__TRY IT__.
The expected answer is the set of lines in the data below between the line holding "the API routes." and the line holding "let protected = Router::new()", inclusive, written out exactly.

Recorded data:

use core::fmt::{self, Display, Formatter};

use ahash::AHashMap;
use blaze_common::Address;

/// ESMTP parameters of a MAIL FROM command (RFC 5321 Section 3.3).
///
/// Keys are normalised to uppercase. Only `SIZE` is interpreted by the
/// gateway; the others are accepted and ignored.
#[derive(PartialEq, Eq, Debug, Clone, Default)]
pub struct MailParameters {
    params: AHashMap<String, Option<String>>,
}

impl MailParameters {
    /// Parses parameter tokens in the form `KEY=VALUE` or `FLAG`.
    ///
    /// # Errors
    ///
    /// Returns a description of the problem if a parameter appears twice or
    /// `SIZE` is not a positive number.
    pub fn from_params_str(params_str: &str) -> Result<Self, String> {
        let mut params = AHashMap::new();

        for token in params_str.split_whitespace() {
            let (key, value) = token
                .split_once('=')
                .map_or((token, None), |(key, value)| (key, Some(value.to_string())));
            let key = key.to_ascii_uppercase();

            let positive = value
                .as_deref()
                .and_then(|v| v.parse::<usize>().ok())
                .is_some_and(|v| v > 0);
            if key == "SIZE" && !positive {
                return Err(format!("Invalid SIZE value: {}", value.unwrap_or_default()));
            }

            if params.insert(key.clone(), value).is_some() {
                return Err(format!("Duplicate parameter '{key}' not allowed"));
            }
        }

        Ok(Self { params })
    }

    /// Sets `key` to `value`, replacing any previous value.
    pub fn insert(&mut self, key: &str, value: impl Into<String>) {
        self.params.insert(key.to_ascii_uppercase(), Some(value.into()));
    }

    /// Gets a parameter value by key (case-insensitive).
    #[must_use]
    pub fn get(&self, key: &str) -> Option<&str> {
        self.params.get(&key.to_ascii_uppercase())?.as_deref()
    }

    /// The declared message size, if present.
    #[must_use]
    pub fn size(&self) -> Option<usize> {
        self.get("SIZE")?.parse().ok()
    }

    #[must_use]
    pub fn is_empty(&self) -> bool {
        self.params.is_empty()
    }
}

impl Display for MailParameters {
    fn fmt(&self, f: &mut Formatter<'_>) -> fmt::Result {
        let mut first = true;
        for (k, v) in &self.params {
            if !first {
                f.write_str(" ")?;
            }
            first = false;

            match v {
                None => f.write_str(k)?,
                Some(val) => write!(f, "{k}={val}")?,
            }
        }
        Ok(())
    }
}

#[derive(PartialEq, Eq, Hash, Debug, Clone)]
pub enum HeloVariant {
    Ehlo(String),
    Helo(String),
}

impl Display for HeloVariant {
    fn fmt(&self, f: &mut Formatter<'_>) -> fmt::Result {
        match self {
            Self::Ehlo(id) => write!(f, "EHLO {id}"),
            Self::Helo(id) => write!(f, "HELO {id}"),
        }
    }
}

#[derive(Eq, PartialEq, Debug, Clone)]
pub enum Command {
    Helo(HeloVariant),
    Auth {
        mechanism: String,
        initial: Option<String>,
    },
    MailFrom(Address, MailParameters),
    /// RCPT parameters are accepted and ignored
    RcptTo(Address),
    Data,
    Rset,
    Noop,
    Quit,
    /// A recognised command whose arguments could not be parsed
    Malformed {
        verb: &'static str,
        reason: String,
    },
    Invalid(String),
}

impl Display for Command {
    fn fmt(&self, fmt: &mut Formatter<'_>) -> fmt::Result {
        match self {
            Self::Helo(v) => v.fmt(fmt),
            // Never echo the initial response, it carries the password
            Self::Auth { mechanism, .. } => write!(fmt, "AUTH {mechanism}"),
            Self::MailFrom(from, params) if params.is_empty() => write!(fmt, "MAIL FROM:<{from}>"),
            Self::MailFrom(from, params) => write!(fmt, "MAIL FROM:<{from}> {params}"),
            Self::RcptTo(to) => write!(fmt, "RCPT TO:<{to}>"),
            Self::Data => fmt.write_str("DATA"),
            Self::Rset => fmt.write_str("RSET"),
            Self::Noop => fmt.write_str("NOOP"),
            Self::Quit => fmt.write_str("QUIT"),
            Self::Malformed { verb, reason } => write!(fmt, "{verb} ({reason})"),
            Self::Invalid(s) => fmt.write_str(s),
        }
    }
}

/// Strip a case-insensitive `prefix` from `input`.
fn strip_verb<'a>(input: &'a str, prefix: &str) -> Option<&'a str> {
    input
        .get(..prefix.len())
        .filter(|head| head.eq_ignore_ascii_case(prefix))
        .map(|_| &input[prefix.len()..])
}

fn parse_path(verb: &'static str, path: &str) -> Result<Address, Command> {
    let path = path.trim();
    if path == "<>" {
        return Err(Command::Malformed {
            verb,
            reason: "null reverse-path is not accepted".to_string(),
        });
    }

    Address::parse(path).map_err(|err| Command::Malformed {
        verb,
        reason: err.to_string(),
    })
}

impl TryFrom<&str> for Command {
    type Error = Self;

    fn try_from(command: &str) -> Result<Self, Self::Error> {
        let trimmed = command.trim();

        if let Some(rest) = strip_verb(trimmed, "MAIL FROM:") {
            let rest = rest.trim();
            let (path, params) = rest.split_once(char::is_whitespace).unwrap_or((rest, ""));

            let params = MailParameters::from_params_str(params).map_err(|reason| Self::Malformed {
                verb: "MAIL",
                reason,
            })?;

            return Ok(Self::MailFrom(parse_path("MAIL", path)?, params));
        }

        if let Some(rest) = strip_verb(trimmed, "RCPT TO:") {
            let rest = rest.trim();
            let path = rest.split_once(char::is_whitespace).map_or(rest, |(path, _)| path);
            return Ok(Self::RcptTo(parse_path("RCPT", path)?));
        }

        let (verb, argument) = trimmed
            .split_once(char::is_whitespace)
            .map_or((trimmed, ""), |(verb, argument)| (verb, argument.trim()));

        match verb.to_ascii_uppercase().as_str() {
            "EHLO" | "HELO" if argument.is_empty() => Err(Self::Malformed {
                verb: "EHLO",
                reason: "expected a hostname".to_string(),
            }),
            "EHLO" => Ok(Self::Helo(HeloVariant::Ehlo(argument.to_string()))),
            "HELO" => Ok(Self::Helo(HeloVariant::Helo(argument.to_string()))),
            "AUTH" => {
                let mut parts = argument.split_whitespace();
                parts.next().map_or_else(
                    || {
                        Err(Self::Malformed {
                            verb: "AUTH",
                            reason: "expected a mechanism".to_string(),
                        })
                    },
                    |mechanism| {
                        Ok(Self::Auth {
                            mechanism: mechanism.to_ascii_uppercase(),
                            initial: parts.next().map(str::to_string),
                        })
                    },
                )
            }
            "DATA" => Ok(Self::Data),
            "RSET" => Ok(Self::Rset),
            "NOOP" => Ok(Self::Noop),
            "QUIT" => Ok(Self::Quit),
            _ => Err(Self::Invalid(trimmed.to_owned())),
        }
    }
}

impl TryFrom<&[u8]> for Command {
    type Error = Self;

    fn try_from(command: &[u8]) -> Result<Self, Self::Error> {
        std::str::from_utf8(command).map_or_else(
            |_| Err(Self::Invalid("Unable to interpret command".to_string())),
            Self::try_from,
        )
    }
}

#[cfg(test)]
#[allow(clippy::unwrap_used, clippy::expect_used)]
mod test {
    use pretty_assertions::assert_eq;

    use super::*;

    fn parse(line: &str) -> Command {
        Command::try_from(line).unwrap_or_else(|e| e)
    }

    #[test]
    fn helo() {
        assert_eq!(
            parse("EHLO client.example.com\r\n"),
            Command::Helo(HeloVariant::Ehlo("client.example.com".to_string()))
        );
        assert_eq!(
            parse("helo relay"),
            Command::Helo(HeloVariant::Helo("relay".to_string()))
        );
        assert!(matches!(parse("EHLO"), Command::Malformed { .. }));
    }

    #[test]
    fn mail_from_with_size() {
        let command = parse("mail from:<alice@example.com> SIZE=1024 BODY=8BITMIME");
        let Command::MailFrom(from, params) = command else {
            panic!("expected MAIL FROM, got {command:?}");
        };

        assert_eq!(from.to_string(), "alice@example.com");
        assert_eq!(params.size(), Some(1024));
        assert_eq!(params.get("body"), Some("8BITMIME"));
    }

    #[test]
    fn mail_from_rejects_bad_input() {
        assert!(matches!(
            parse("MAIL FROM:<>"),
            Command::Malformed { verb: "MAIL", .. }
        ));
        assert!(matches!(
            parse("MAIL FROM:<not-an-address>"),
            Command::Malformed { verb: "MAIL", .. }
        ));
        assert!(matches!(
            parse("MAIL FROM:<a@example.com> SIZE=0"),
            Command::Malformed { verb: "MAIL", .. }
        ));
        assert!(matches!(
            parse("MAIL FROM:<a@example.com> SIZE=1 size=2"),
            Command::Malformed { verb: "MAIL", .. }
        ));
    }

    #[test]
    fn rcpt_to_ignores_parameters() {
        assert_eq!(
            parse("RCPT TO:<bob@example.org> NOTIFY=NEVER"),
            Command::RcptTo(Address::parse("bob@example.org").unwrap())
        );
    }

    #[test]
    fn auth() {
        assert_eq!(
            parse("AUTH plain AGFsaWNlAHNlY3JldA=="),
            Command::Auth {
                mechanism: "PLAIN".to_string(),
                initial: Some("AGFsaWNlAHNlY3JldA==".to_string()),
            }
        );
        assert_eq!(
            parse("AUTH LOGIN"),
            Command::Auth {
                mechanism: "LOGIN".to_string(),
                initial: None,
            }
        );
        assert_eq!(parse("AUTH PLAIN AGFsaWNlAHNlY3JldA==").to_string(), "AUTH PLAIN");
    }

    #[test]
    fn simple_verbs() {
        assert_eq!(parse("DATA"), Command::Data);
        assert_eq!(parse("rset"), Command::Rset);
        assert_eq!(parse("NoOp"), Command::Noop);
        assert_eq!(parse("QUIT\r\n"), Command::Quit);
        assert_eq!(parse("VRFY bob"), Command::Invalid("VRFY bob".to_string()));
        assert_eq!(
            Command::try_from(&b"\xff\xfe"[..]),
            Err(Command::Invalid("Unable to interpret command".to_string()))
        );
    }
}
//! API HTTP server

use std::{net::SocketAddr, sync::Arc, time::Duration};

use axum::{
    Router, middleware,
    routing::{get, post},
};
use blaze_common::Signal;
use tokio::{net::TcpListener, sync::broadcast};
use tower_http::timeout::TimeoutLayer;

use crate::{
    error::ServerError,
    handlers,
    middleware::{rate_limit, require_claims},
    state::ApiState,
};

/// Build the API routes.
///
/// Every `/api` route is rate limited per client; all but login also require
/// claims. `/health` is open.
pub fn router(state: Arc<ApiState>) -> Router {
    let timeout = Duration::from_secs(state.config.request_timeout_secs);

    let protected = Router::new()
        .route("/api/auth/refresh", post(handlers::refresh))
        .route("/api/send", post(handlers::send))
        .route("/api/send/verified", post(handlers::send_verified))
        .route("/api/verify", post(handlers::verify_domain))
        .route("/api/verify/sender", post(handlers::verify_sender))
        .route_layer(middleware::from_fn_with_state(state.clone(), require_claims));

    let api = Router::new()
        .route("/api/auth/login", post(handlers::login))
        .merge(protected)
        .route_layer(middleware::from_fn_with_state(state.clone(), rate_limit));

    Router::new()
        .merge(api)
        .route("/health", get(handlers::health))
        .with_state(state)
        .layer(TimeoutLayer::new(timeout))
}

/// Submission and verification HTTP server
pub struct ApiServer {
    listener: TcpListener,
    state: Arc<ApiState>,
}

impl ApiServer {
    /// Bind the configured listen address
    ///
    /// # Errors
    ///
    /// Returns an error if binding to the address fails.
    pub async fn new(state: ApiState) -> Result<Self, ServerError> {
        let address = state.config.listen;
        let listener = TcpListener::bind(address)
            .await
            .map_err(|e| ServerError::Bind {
                address: address.to_string(),
                source: e,
            })?;

        tracing::info!(%address, "API server bound successfully");

        Ok(Self {
            listener,
            state: Arc::new(state),
        })
    }

    /// The address actually bound, useful when the port was 0
    ///
    /// # Errors
    ///
    /// Returns an error if the socket has no local address.
    pub fn local_addr(&self) -> std::io::Result<SocketAddr> {
        self.listener.local_addr()
    }

    /// Run the API server until shutdown signal is received
    ///
    /// # Errors
    ///
    /// Returns an error if the server encounters a runtime error.
    pub async fn serve(self, mut shutdown: broadcast::Receiver<Signal>) -> Result<(), ServerError> {
        tracing::info!("API server starting");

        let sweeper = self.state.limiter.spawn_sweeper(shutdown.resubscribe());
        let app = router(self.state).into_make_service_with_connect_info::<SocketAddr>();

        let result = axum::serve(self.listener, app)
            .with_graceful_shutdown(async move {
                let _ = shutdown.recv().await;
                tracing::info!("API server received shutdown signal");
            })
            .await;

        sweeper.abort();
        result.map_err(|e| ServerError::Runtime(e.to_string()))?;

        tracing::info!("API server stopped");
        Ok(())
    }
}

__RESULT__.
/// Build the API routes.
///
/// Every `/api` route is rate limited per client; all but login also require
/// claims. `/health` is open.
pub fn router(state: Arc<ApiState>) -> Router {
    let timeout = Duration::from_secs(state.config.request_timeout_secs);

    let protected = Router::new()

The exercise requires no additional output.